High-resolution 31P echo-planar spectroscopic imaging in vivo at 7T

Abstract

Purpose: Conventional 31P chemical shift imaging is time-consuming and yields only limited spatial resolution. The purpose of this study was to demonstrate feasibility of 31P echo-planar spectroscopic imaging (EPSI) in vivo at 7T. Methods: A 3D 31P EPSI sequence with trapezoidal-shaped gradient pulses was implemented on a 7T MR scanner. To increase spectral width with reduced demand on gradient performance, a multishot approach was chosen. Acquisition weighting and 31P–{1H} double resonance for nuclear Overhauser signal enhancement were applied to increase sensitivity. Results: 3D 31P–{1H} EPSI data from model solution and from human calf muscle and brain were obtained from voxels with effective sizes of 4.1 to 16.2 cm3 in measurement times of approximately 10 min. Individual spectra showed well-resolved resonances of endogenous 31P-metabolites without artifacts.

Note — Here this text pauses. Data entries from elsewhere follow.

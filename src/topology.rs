//! Transient faces and edges used while stitching cells together.

/// Corner order of the face opposite each vertex of a tetrahedron. With the
/// orientation every built cell shares, these windings face outward.
pub(crate) const FACE_WINDING: [[usize; 3]; 4] = [[1, 3, 2], [0, 2, 3], [0, 3, 1], [0, 1, 2]];

/// Corner pair of the edge opposite each vertex of a hull triangle.
pub(crate) const EDGE_WINDING: [[usize; 2]; 3] = [[1, 2], [2, 0], [0, 1]];

/// A face of a tetrahedron: owning cell, slot in that cell, and wound corners.
#[derive(Debug, Clone, Copy, PartialEq, Eq)]
pub(crate) struct Face {
    pub cell: usize,
    pub slot: usize,
    pub vertices: [usize; 3],
}

impl Face {
    pub fn all(cell: usize, tetra: &[usize; 4]) -> [Face; 4] {
        std::array::from_fn(|slot| Face {
            cell,
            slot,
            vertices: FACE_WINDING[slot].map(|k| tetra[k]),
        })
    }

    /// Winding independent identity of the face.
    pub fn key(&self) -> [usize; 3] {
        let mut key = self.vertices;
        key.sort_unstable();
        key
    }
}

/// An edge of a hull triangle.
#[derive(Debug, Clone, Copy, PartialEq, Eq)]
pub(crate) struct Edge {
    pub cell: usize,
    pub slot: usize,
    pub vertices: [usize; 2],
}

impl Edge {
    pub fn all(cell: usize, triangle: &[usize; 3]) -> [Edge; 3] {
        std::array::from_fn(|slot| Edge {
            cell,
            slot,
            vertices: EDGE_WINDING[slot].map(|k| triangle[k]),
        })
    }

    pub fn key(&self) -> [usize; 2] {
        let [a, b] = self.vertices;
        [a.min(b), a.max(b)]
    }
}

Volumetric high-resolution 31P-metabolite maps in vivo showed metabolic heterogeneity of different tissues. Conclusion: In vivo 31P EPSI at 7T yields high-quality metabolic images. The proposed multishot EPSI technique reduces the measurement times for acquisition of volumetric high-resolution maps of 31P-metabolites or intracellular pH in human studies. Magn Reson Med 79:1251–1259, 2018. © 2017 International Society for Magnetic Resonance in Medicine.